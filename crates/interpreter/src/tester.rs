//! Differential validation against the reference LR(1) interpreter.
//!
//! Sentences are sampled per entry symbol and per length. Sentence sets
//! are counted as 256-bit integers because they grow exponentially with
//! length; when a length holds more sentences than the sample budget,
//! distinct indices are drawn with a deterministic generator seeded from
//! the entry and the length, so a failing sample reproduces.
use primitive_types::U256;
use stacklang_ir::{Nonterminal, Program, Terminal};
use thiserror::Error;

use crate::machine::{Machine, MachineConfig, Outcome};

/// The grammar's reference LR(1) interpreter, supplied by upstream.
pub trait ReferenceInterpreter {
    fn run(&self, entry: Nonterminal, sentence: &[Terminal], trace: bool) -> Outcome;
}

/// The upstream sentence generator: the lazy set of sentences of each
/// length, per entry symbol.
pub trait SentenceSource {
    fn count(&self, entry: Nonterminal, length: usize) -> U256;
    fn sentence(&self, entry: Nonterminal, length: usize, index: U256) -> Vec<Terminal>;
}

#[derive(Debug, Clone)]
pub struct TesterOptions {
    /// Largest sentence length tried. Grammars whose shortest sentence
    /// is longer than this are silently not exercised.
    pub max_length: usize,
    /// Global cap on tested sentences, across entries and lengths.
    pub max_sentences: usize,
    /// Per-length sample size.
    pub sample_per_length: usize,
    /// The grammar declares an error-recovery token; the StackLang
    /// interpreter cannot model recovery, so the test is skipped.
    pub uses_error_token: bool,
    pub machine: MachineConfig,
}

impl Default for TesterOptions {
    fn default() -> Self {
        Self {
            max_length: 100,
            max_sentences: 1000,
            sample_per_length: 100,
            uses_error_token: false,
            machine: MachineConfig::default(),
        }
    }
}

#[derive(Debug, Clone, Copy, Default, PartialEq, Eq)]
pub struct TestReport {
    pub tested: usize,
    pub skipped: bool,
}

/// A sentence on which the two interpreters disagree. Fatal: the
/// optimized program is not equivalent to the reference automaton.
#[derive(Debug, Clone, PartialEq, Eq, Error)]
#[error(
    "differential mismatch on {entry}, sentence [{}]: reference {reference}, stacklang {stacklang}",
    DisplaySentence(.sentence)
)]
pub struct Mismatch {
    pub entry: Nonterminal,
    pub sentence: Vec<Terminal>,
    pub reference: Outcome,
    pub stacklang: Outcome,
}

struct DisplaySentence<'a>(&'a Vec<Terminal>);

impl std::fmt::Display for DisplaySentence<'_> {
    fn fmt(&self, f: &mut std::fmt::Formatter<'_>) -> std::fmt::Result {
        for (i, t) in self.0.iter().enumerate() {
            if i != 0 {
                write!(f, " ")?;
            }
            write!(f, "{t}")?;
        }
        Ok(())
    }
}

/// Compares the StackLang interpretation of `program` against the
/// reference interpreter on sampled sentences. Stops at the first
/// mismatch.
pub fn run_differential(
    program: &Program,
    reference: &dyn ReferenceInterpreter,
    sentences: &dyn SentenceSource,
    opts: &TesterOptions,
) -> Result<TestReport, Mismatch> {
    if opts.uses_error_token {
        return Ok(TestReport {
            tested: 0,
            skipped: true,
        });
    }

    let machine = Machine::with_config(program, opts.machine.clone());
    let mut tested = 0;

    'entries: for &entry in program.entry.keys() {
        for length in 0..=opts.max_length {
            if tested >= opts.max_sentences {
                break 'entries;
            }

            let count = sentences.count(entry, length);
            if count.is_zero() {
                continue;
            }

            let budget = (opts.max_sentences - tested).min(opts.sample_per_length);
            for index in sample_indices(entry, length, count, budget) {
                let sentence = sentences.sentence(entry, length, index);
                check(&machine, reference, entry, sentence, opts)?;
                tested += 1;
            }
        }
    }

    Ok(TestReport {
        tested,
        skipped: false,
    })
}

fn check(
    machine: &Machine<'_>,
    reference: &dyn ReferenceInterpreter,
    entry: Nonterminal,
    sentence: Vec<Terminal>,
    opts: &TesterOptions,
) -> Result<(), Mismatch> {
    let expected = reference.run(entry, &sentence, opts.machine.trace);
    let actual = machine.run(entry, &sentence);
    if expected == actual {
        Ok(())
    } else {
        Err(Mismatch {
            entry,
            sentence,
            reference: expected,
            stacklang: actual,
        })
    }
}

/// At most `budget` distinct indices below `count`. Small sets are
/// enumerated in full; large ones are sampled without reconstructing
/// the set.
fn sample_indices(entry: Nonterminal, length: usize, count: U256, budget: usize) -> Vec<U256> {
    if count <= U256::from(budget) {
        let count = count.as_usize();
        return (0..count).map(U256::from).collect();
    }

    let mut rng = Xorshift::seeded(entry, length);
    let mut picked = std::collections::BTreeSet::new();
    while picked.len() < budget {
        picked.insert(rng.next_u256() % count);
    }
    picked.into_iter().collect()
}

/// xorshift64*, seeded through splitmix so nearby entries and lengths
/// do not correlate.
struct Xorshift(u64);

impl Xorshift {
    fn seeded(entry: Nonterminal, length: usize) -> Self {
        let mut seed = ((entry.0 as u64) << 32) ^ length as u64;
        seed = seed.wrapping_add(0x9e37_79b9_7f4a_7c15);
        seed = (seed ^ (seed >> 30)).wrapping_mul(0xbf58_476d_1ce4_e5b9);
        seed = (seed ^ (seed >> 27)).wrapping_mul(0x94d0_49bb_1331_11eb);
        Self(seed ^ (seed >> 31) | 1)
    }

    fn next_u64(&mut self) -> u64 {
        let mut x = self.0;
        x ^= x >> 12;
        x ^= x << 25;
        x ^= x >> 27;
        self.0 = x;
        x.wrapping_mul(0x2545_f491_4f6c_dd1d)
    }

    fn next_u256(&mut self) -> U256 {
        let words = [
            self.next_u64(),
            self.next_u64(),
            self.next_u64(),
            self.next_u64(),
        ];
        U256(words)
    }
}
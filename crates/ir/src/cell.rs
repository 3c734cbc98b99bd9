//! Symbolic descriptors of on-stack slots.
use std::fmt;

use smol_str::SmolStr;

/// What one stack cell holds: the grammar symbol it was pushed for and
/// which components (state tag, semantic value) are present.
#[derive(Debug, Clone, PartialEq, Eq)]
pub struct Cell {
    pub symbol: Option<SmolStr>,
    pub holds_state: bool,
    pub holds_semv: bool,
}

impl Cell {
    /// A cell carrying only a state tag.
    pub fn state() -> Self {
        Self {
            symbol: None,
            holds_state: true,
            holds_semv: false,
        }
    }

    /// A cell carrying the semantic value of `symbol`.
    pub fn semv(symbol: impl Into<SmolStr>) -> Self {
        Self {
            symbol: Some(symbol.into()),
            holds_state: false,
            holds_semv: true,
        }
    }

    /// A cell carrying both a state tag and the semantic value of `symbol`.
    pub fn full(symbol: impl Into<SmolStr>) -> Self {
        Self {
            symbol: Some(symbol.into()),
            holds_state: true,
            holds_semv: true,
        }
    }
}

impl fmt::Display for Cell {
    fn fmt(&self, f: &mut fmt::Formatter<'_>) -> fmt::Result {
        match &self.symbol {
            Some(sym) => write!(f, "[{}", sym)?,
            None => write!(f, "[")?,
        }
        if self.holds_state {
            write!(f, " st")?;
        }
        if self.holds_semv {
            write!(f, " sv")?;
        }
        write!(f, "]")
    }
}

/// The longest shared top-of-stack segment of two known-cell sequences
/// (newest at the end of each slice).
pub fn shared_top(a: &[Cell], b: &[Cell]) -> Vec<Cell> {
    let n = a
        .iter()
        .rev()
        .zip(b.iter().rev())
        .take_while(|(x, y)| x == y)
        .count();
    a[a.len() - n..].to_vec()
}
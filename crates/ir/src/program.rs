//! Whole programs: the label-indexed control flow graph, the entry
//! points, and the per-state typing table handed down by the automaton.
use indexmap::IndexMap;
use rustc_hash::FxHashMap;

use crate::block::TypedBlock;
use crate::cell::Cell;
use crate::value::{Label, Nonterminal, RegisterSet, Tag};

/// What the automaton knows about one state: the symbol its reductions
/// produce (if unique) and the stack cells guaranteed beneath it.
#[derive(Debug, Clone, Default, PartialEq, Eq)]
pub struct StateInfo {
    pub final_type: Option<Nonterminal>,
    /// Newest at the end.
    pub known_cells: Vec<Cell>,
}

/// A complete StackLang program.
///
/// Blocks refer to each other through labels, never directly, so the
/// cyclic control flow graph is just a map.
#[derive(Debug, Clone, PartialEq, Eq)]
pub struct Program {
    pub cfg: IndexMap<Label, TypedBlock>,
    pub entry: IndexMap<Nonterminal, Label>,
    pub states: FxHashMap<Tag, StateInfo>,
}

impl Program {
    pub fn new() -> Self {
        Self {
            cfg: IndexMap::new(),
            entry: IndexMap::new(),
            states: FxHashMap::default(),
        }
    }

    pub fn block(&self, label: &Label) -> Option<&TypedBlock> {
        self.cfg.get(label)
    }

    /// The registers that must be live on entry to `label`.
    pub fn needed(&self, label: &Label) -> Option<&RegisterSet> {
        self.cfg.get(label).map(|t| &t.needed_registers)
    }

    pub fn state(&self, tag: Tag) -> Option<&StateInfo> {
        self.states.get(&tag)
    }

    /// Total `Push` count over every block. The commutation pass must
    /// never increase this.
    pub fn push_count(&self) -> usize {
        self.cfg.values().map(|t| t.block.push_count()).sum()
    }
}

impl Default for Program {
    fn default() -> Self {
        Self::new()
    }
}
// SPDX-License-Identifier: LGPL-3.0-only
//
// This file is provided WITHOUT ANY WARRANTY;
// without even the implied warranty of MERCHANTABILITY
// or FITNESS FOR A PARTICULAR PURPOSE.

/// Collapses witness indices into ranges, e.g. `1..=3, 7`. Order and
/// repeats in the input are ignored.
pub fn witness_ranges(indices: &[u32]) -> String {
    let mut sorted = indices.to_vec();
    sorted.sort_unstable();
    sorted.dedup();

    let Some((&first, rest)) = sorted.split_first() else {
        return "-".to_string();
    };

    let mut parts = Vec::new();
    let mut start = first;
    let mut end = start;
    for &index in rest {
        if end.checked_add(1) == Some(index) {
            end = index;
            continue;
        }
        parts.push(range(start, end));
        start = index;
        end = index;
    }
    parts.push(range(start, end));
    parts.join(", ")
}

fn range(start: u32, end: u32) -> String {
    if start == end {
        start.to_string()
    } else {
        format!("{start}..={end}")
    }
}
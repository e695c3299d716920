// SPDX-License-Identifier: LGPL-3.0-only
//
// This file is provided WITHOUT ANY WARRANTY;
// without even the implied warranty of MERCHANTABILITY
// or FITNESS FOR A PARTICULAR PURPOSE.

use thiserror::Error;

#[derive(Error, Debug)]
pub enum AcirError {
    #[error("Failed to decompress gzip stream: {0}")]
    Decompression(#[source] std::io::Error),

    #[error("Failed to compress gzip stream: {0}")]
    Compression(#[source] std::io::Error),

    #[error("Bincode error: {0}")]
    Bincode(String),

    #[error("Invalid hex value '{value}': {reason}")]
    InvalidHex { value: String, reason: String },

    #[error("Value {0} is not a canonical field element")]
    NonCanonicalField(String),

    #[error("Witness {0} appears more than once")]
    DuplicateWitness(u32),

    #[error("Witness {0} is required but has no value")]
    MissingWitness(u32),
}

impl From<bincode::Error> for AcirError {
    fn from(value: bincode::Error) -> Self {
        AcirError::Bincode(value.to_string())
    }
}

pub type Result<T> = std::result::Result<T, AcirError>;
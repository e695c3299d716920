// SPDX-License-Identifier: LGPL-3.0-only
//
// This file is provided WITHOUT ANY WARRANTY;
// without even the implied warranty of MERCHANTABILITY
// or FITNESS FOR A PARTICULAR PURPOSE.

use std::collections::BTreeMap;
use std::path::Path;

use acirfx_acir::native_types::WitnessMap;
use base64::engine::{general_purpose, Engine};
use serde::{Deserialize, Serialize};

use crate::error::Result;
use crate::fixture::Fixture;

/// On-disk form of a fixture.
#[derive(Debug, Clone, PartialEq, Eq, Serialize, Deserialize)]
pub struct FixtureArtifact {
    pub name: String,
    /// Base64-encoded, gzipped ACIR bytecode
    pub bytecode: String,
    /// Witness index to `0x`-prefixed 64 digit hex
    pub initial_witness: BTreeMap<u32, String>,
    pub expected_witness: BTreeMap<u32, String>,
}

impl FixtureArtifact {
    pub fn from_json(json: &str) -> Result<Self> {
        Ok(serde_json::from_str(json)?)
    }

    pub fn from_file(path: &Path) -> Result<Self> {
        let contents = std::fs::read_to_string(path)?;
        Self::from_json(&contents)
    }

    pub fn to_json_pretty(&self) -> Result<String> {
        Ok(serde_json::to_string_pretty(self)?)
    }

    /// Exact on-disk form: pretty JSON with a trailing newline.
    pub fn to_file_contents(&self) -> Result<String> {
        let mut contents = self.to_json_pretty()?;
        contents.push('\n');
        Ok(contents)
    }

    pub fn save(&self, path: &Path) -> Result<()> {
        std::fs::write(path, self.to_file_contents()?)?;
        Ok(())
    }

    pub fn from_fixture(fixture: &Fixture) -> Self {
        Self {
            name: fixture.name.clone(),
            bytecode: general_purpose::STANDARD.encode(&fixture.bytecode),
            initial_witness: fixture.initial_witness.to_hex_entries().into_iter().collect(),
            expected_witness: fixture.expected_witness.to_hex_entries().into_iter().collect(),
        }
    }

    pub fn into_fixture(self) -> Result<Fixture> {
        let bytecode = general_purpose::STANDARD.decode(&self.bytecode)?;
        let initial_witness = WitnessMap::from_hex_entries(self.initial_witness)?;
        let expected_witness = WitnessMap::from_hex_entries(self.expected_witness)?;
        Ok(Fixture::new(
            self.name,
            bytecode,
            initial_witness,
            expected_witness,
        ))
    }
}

--- --- ---

- **What needs to be done**
Where the word "write" occurs in a line of the records, copy that line.

- **Answer to the exercise**
                write!(f, " ")?;
            write!(f, "{t}")?;
            Some(sym) => write!(f, "[{}", sym)?,
            None => write!(f, "[")?,
            write!(f, " st")?;
            write!(f, " sv")?;
        write!(f, "]")
        std::fs::write(path, self.to_file_contents()?)?;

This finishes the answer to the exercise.